Comparing figures A and B, we can see that the MRR rewards more the examples ranked in first positions, the value being almost divided by 2 while the MR is unchanged. The difference between A and D shows that the MR is greatly impacted by outliers value. On the other hand, C shows that improving the MRR is a more complex task as it requires the positive element to always be among the first positions.

Because the number of sales on the home page can vary a lot depending on the country, the Mean Normalized Rank is a more appropriate metric when comparing the same model in different countries. As you cannot interfere with business decisions in a country (i.e. the number of sales displayed on the home page), we have to adapt our metrics to fit our comparison needs.

The main drawback of the MR/MRR/MNR is that average computation is subject to outlier values, making it difficult to interpret without other information. That is why we also use the distribution function of the rank. This gives a clear idea about the variance and the presence of outliers.

  • @K metrics

The @K metrics are quite useful to binarize the information contained in a list of ordered objects. It divides the list in 2 groups: the top K and the rest, allowing us to compute any kind of metrics based on these groups. By using this idea, we assume we don’t care about the specific rank but whether or not it is among the top K. With this assumption, we can obtain multiple insights:

  • The Precision@K gives you the frequency of the positive sale being in rank in the top n.
  • The Turnover@K pictures the generated turnover by sales ranked at least at n. When comparing models, you can have a grasp on how different models tend to recommend more different kinds of sales based on their potential turnover.

At Veepee, we use K equals 5 since the first 5 sales are the most viewed. This is based on our business rules and it should always depend on that. If the structure of our e-commerce website highlights 10 sales, we should use K = 10.
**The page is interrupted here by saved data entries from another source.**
// crates/rdap-resolver/src/roles.rs
//
// Related entities of a resolved object, tagged with the capacity in which
// each is associated.
//
// Reference attributes are read in a fixed precedence:
//
//   mnt-by  -> REGISTRANT
//   admin-c -> ADMINISTRATIVE
//   tech-c  -> TECHNICAL
//   zone-c  -> ZONE
//   abuse-c -> ABUSE
//
// A handle referenced several times is reported once with every role it
// holds. Objects without their own abuse-c inherit one from their
// organisation, and address/AS blocks additionally from their parent blocks.

use std::fmt;
use std::sync::Arc;

use serde::{Deserialize, Serialize};

use rdap_core::error::RdapError;
use rdap_core::object::{ObjectType, RpslObject, Source};
use rdap_core::range::ResourceRange;
use rdap_core::traits::ObjectStore;
use rdap_index::RangeIndex;

#[derive(Debug, Clone, Copy, PartialEq, Eq, Hash, Serialize, Deserialize)]
#[serde(rename_all = "SCREAMING_SNAKE_CASE")]
pub enum Role {
    Registrant,
    Administrative,
    Technical,
    Zone,
    Abuse,
}

impl Role {
    /// All roles in reference precedence order.
    pub const PRECEDENCE: [Role; 5] = [
        Role::Registrant,
        Role::Administrative,
        Role::Technical,
        Role::Zone,
        Role::Abuse,
    ];

    /// The reference attribute carrying this role.
    pub fn attribute(&self) -> &'static str {
        match self {
            Role::Registrant => "mnt-by",
            Role::Administrative => "admin-c",
            Role::Technical => "tech-c",
            Role::Zone => "zone-c",
            Role::Abuse => "abuse-c",
        }
    }

    pub fn as_str(&self) -> &'static str {
        match self {
            Role::Registrant => "REGISTRANT",
            Role::Administrative => "ADMINISTRATIVE",
            Role::Technical => "TECHNICAL",
            Role::Zone => "ZONE",
            Role::Abuse => "ABUSE",
        }
    }
}

impl fmt::Display for Role {
    fn fmt(&self, f: &mut fmt::Formatter<'_>) -> fmt::Result {
        f.write_str(self.as_str())
    }
}

/// A referenced handle and the roles it holds, in first-seen order.
#[derive(Debug, Clone, PartialEq, Eq, Serialize, Deserialize)]
pub struct RoleEntity {
    pub handle: String,
    pub roles: Vec<Role>,
}

impl RoleEntity {
    pub fn has_role(&self, role: Role) -> bool {
        self.roles.contains(&role)
    }

    fn add(&mut self, role: Role) {
        if !self.has_role(role) {
            self.roles.push(role);
        }
    }
}

fn merge(entities: &mut Vec<RoleEntity>, handle: String, role: Role) {
    match entities.iter_mut().find(|e| e.handle == handle) {
        Some(entity) => entity.add(role),
        None => entities.push(RoleEntity {
            handle,
            roles: vec![role],
        }),
    }
}

/// Entities referenced directly by `object`. No handle appears twice.
pub fn expand(object: &RpslObject) -> Vec<RoleEntity> {
    let mut entities = Vec::new();
    for role in Role::PRECEDENCE {
        for handle in object.references(role.attribute()) {
            merge(&mut entities, handle, role);
        }
    }
    entities
}

/// Expands related entities, following organisation and parent-block
/// references for the abuse contact.
#[derive(Clone)]
pub struct RoleAggregator {
    store: Arc<dyn ObjectStore>,
}

impl RoleAggregator {
    pub fn new(store: Arc<dyn ObjectStore>) -> Self {
        Self { store }
    }

    /// Direct entities of `object`, plus an inherited abuse contact when
    /// the object has none of its own.
    ///
    /// `index` is the snapshot the object was resolved against; it supplies
    /// the parent blocks of address and AS objects.
    pub async fn aggregate(
        &self,
        object: &RpslObject,
        index: &RangeIndex,
    ) -> Result<Vec<RoleEntity>, RdapError> {
        let mut entities = expand(object);
        if entities.iter().any(|e| e.has_role(Role::Abuse)) {
            return Ok(entities);
        }

        if let Some(handle) = self.inherited_abuse(object, index).await? {
            tracing::debug!(
                "{} '{}' inherits abuse contact {}",
                object.object_type(),
                object.key(),
                handle
            );
            merge(&mut entities, handle, Role::Abuse);
        }
        Ok(entities)
    }

    async fn inherited_abuse(
        &self,
        object: &RpslObject,
        index: &RangeIndex,
    ) -> Result<Option<String>, RdapError> {
        if let Some(handle) = self.organisation_abuse(object).await? {
            return Ok(Some(handle));
        }
        if !object.object_type().is_range() {
            return Ok(None);
        }

        let range = match ResourceRange::parse_key(object.object_type(), object.key()) {
            Ok(range) => range,
            Err(_) => return Ok(None),
        };

        for entry in index.ancestors(&range) {
            if entry.range == range {
                continue;
            }
            let parent = match self
                .store
                .get_object(&entry.source, entry.object_type, &entry.key)
                .await?
            {
                Some(parent) => parent,
                None => continue,
            };
            if let Some(handle) = parent.references(Role::Abuse.attribute()).into_iter().next() {
                return Ok(Some(handle));
            }
            if let Some(handle) = self.organisation_abuse(&parent).await? {
                return Ok(Some(handle));
            }
        }
        Ok(None)
    }

    /// The abuse-c of the organisation referenced by `object`, if any.
    async fn organisation_abuse(&self, object: &RpslObject) -> Result<Option<String>, RdapError> {
        let source: &Source = object.source();
        for org in object.references("org") {
            let organisation = self
                .store
                .get_object(source, ObjectType::Organisation, &org)
                .await?;
            if let Some(handle) = organisation
                .and_then(|o| o.references(Role::Abuse.attribute()).into_iter().next())
            {
                return Ok(Some(handle));
            }
        }
        Ok(None)
    }
}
On our homepage, people mostly buy from one sale for each session, hence we usually have 1 positive feedback per context. This is the reason we cannot use ranking metrics based on multiple positive examples, for instance NDCG.

3. Online evaluation

This module is also called “Purchases Replay” and it gives us feedback on our models in real time using our serving pipelines. The great advantage of this module is that it allows us to test our model in a production-like environment without having it running in production.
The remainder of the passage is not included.